● TRY IT
Give back exactly the lines that run from the beginning of the entries to the line containing "use std::fs;", both included, and nothing else.

● Stored data
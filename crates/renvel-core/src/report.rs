//! Output sinks for the flattened envelope
//!
//! Two independent writers over the same record list: a `;`-delimited CSV in
//! Windows-1251 (the encoding the downstream spreadsheet tooling expects) and
//! a freshly created SQLite database with one typed table. Sink failures are
//! fatal; there is no partial-write recovery.

use crate::envelope::EnvelopeRecord;
use crate::error::{Error, Result};
use encoding_rs::WINDOWS_1251;
use rusqlite::Connection;
use std::fs;
use std::path::Path;

/// Fixed output header, shared by both sinks
pub const REPORT_HEADER: [&str; 6] = [
    "Element_ID",
    "Reinforcement_Type",
    "Max_Value",
    "Source_DB",
    "Source_Table",
    "Source_SetN",
];

/// Name of the table created in the relational sink
pub const RESULT_TABLE_NAME: &str = "EnvelopedReinforcement";

/// Write records to a `;`-delimited CSV file encoded as Windows-1251.
///
/// The rows are rendered into memory first and encoded in one pass, so the
/// target file is either written whole or not at all; any failure is
/// surfaced, never swallowed.
pub fn write_csv<P: AsRef<Path>>(records: &[EnvelopeRecord], path: P) -> Result<()> {
    let path = path.as_ref();
    let csv_err = |e: csv::Error| Error::Csv {
        path: path.to_path_buf(),
        source: e,
    };
    let out_err = |message: String| Error::OutputWrite {
        path: path.to_path_buf(),
        message,
    };

    let mut writer = csv::WriterBuilder::new()
        .delimiter(b';')
        .terminator(csv::Terminator::CRLF)
        .from_writer(Vec::new());

    writer.write_record(REPORT_HEADER).map_err(csv_err)?;
    for record in records {
        writer
            .write_record(&[
                record.element_id.to_string(),
                record.column.clone(),
                record.value.to_string(),
                record.source_store.clone(),
                record.source_table.clone(),
                record.set_index.to_string(),
            ])
            .map_err(csv_err)?;
    }

    let buffer = writer
        .into_inner()
        .map_err(|e| out_err(e.to_string()))?;
    let text = String::from_utf8(buffer).map_err(|e| out_err(e.to_string()))?;

    let (encoded, _, _) = WINDOWS_1251.encode(&text);
    fs::write(path, &encoded).map_err(|e| out_err(e.to_string()))?;

    Ok(())
}

/// Write records to a freshly created SQLite database.
///
/// A pre-existing target is deleted first; create, table definition, and the
/// bulk insert (one transaction, record order preserved) are all fatal on
/// failure.
pub fn write_db<P: AsRef<Path>>(records: &[EnvelopeRecord], path: P) -> Result<()> {
    let path = path.as_ref();
    let out_err = |message: String| Error::OutputWrite {
        path: path.to_path_buf(),
        message,
    };

    if path.exists() {
        fs::remove_file(path).map_err(|e| out_err(format!("cannot delete old output: {}", e)))?;
    }

    let mut conn = Connection::open(path).map_err(|e| out_err(e.to_string()))?;

    conn.execute(
        &format!(
            "CREATE TABLE {} (
                Element_ID          INTEGER,
                Reinforcement_Type  TEXT,
                Max_Value           REAL,
                Source_DB           TEXT,
                Source_Table        TEXT,
                Source_SetN         INTEGER
            )",
            RESULT_TABLE_NAME
        ),
        [],
    )
    .map_err(|e| out_err(e.to_string()))?;

    let tx = conn.transaction().map_err(|e| out_err(e.to_string()))?;
    {
        let mut stmt = tx
            .prepare(&format!(
                "INSERT INTO {} VALUES (?1, ?2, ?3, ?4, ?5, ?6)",
                RESULT_TABLE_NAME
            ))
            .map_err(|e| out_err(e.to_string()))?;

        for record in records {
            stmt.execute(rusqlite::params![
                record.element_id,
                record.column,
                record.value,
                record.source_store,
                record.source_table,
                record.set_index,
            ])
            .map_err(|e| out_err(e.to_string()))?;
        }
    }
    tx.commit().map_err(|e| out_err(e.to_string()))?;

    Ok(())
}

#[cfg(test)]
mod tests {
    use super::*;
    use tempfile::tempdir;

    fn sample_records() -> Vec<EnvelopeRecord> {
        vec![
            EnvelopeRecord {
                element_id: 101,
                column: "Asx".to_string(),
                value: 180.0,
                source_store: "test1.db".to_string(),
                source_table: "Beams".to_string(),
                set_index: 8,
            },
            EnvelopeRecord {
                element_id: 101,
                column: "Asy".to_string(),
                value: 200.0,
                source_store: "test1.db".to_string(),
                source_table: "Slabs".to_string(),
                set_index: 5,
            },
        ]
    }

    #[test]
    fn test_write_csv_header_and_delimiter() {
        let dir = tempdir().unwrap();
        let path = dir.path().join("out.csv");

        write_csv(&sample_records(), &path).unwrap();

        let bytes = fs::read(&path).unwrap();
        let text = String::from_utf8(bytes).unwrap(); // ASCII-only fixture
        let mut lines = text.lines();
        assert_eq!(
            lines.next().unwrap(),
            "Element_ID;Reinforcement_Type;Max_Value;Source_DB;Source_Table;Source_SetN"
        );
        assert_eq!(lines.next().unwrap(), "101;Asx;180;test1.db;Beams;8");
        assert_eq!(lines.next().unwrap(), "101;Asy;200;test1.db;Slabs;5");
    }

    #[test]
    fn test_write_csv_uses_windows_1251() {
        let dir = tempdir().unwrap();
        let path = dir.path().join("out.csv");

        let mut records = sample_records();
        records[0].source_table = "Плиты".to_string();

        write_csv(&records, &path).unwrap();

        let bytes = fs::read(&path).unwrap();
        // cp1251 is one byte per Cyrillic char; UTF-8 would need two
        assert!(String::from_utf8(bytes.clone()).is_err());
        let (decoded, _, had_errors) = WINDOWS_1251.decode(&bytes);
        assert!(!had_errors);
        assert!(decoded.contains("Плиты"));
    }

    #[test]
    fn test_write_csv_is_idempotent() {
        let dir = tempdir().unwrap();
        let path = dir.path().join("out.csv");

        write_csv(&sample_records(), &path).unwrap();
        let first = fs::read(&path).unwrap();
        write_csv(&sample_records(), &path).unwrap();
        let second = fs::read(&path).unwrap();
        assert_eq!(first, second);
    }

    #[test]
    fn test_write_db_creates_typed_table() {
        let dir = tempdir().unwrap();
        let path = dir.path().join("out.db");

        write_db(&sample_records(), &path).unwrap();

        let conn = Connection::open(&path).unwrap();
        let count: i64 = conn
            .query_row(
                &format!("SELECT COUNT(*) FROM {}", RESULT_TABLE_NAME),
                [],
                |r| r.get(0),
            )
            .unwrap();
        assert_eq!(count, 2);

        let (id, col, value, set_n): (i64, String, f64, i64) = conn
            .query_row(
                &format!(
                    "SELECT Element_ID, Reinforcement_Type, Max_Value, Source_SetN FROM {} LIMIT 1",
                    RESULT_TABLE_NAME
                ),
                [],
                |r| Ok((r.get(0)?, r.get(1)?, r.get(2)?, r.get(3)?)),
            )
            .unwrap();
        assert_eq!(id, 101);
        assert_eq!(col, "Asx");
        assert_eq!(value, 180.0);
        assert_eq!(set_n, 8);
    }

    #[test]
    fn test_write_db_replaces_existing_file() {
        let dir = tempdir().unwrap();
        let path = dir.path().join("out.db");

        write_db(&sample_records(), &path).unwrap();
        // second run must recreate, not append
        write_db(&sample_records(), &path).unwrap();

        let conn = Connection::open(&path).unwrap();
        let count: i64 = conn
            .query_row(
                &format!("SELECT COUNT(*) FROM {}", RESULT_TABLE_NAME),
                [],
                |r| r.get(0),
            )
            .unwrap();
        assert_eq!(count, 2);
    }

    #[test]
    fn test_write_empty_records() {
        let dir = tempdir().unwrap();
        let csv_path = dir.path().join("out.csv");
        let db_path = dir.path().join("out.db");

        write_csv(&[], &csv_path).unwrap();
        write_db(&[], &db_path).unwrap();

        let text = fs::read_to_string(&csv_path).unwrap();
        assert_eq!(text.lines().count(), 1); // header only
    }
}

● ANSWER SPACE
filename crates/renvel-core/src/report.rs
//! Output sinks for the flattened envelope
//!
//! Two independent writers over the same record list: a `;`-delimited CSV in
//! Windows-1251 (the encoding the downstream spreadsheet tooling expects) and
//! a freshly created SQLite database with one typed table. Sink failures are
//! fatal; there is no partial-write recovery.

use crate::envelope::EnvelopeRecord;
use crate::error::{Error, Result};
use encoding_rs::WINDOWS_1251;
use rusqlite::Connection;
use std::fs;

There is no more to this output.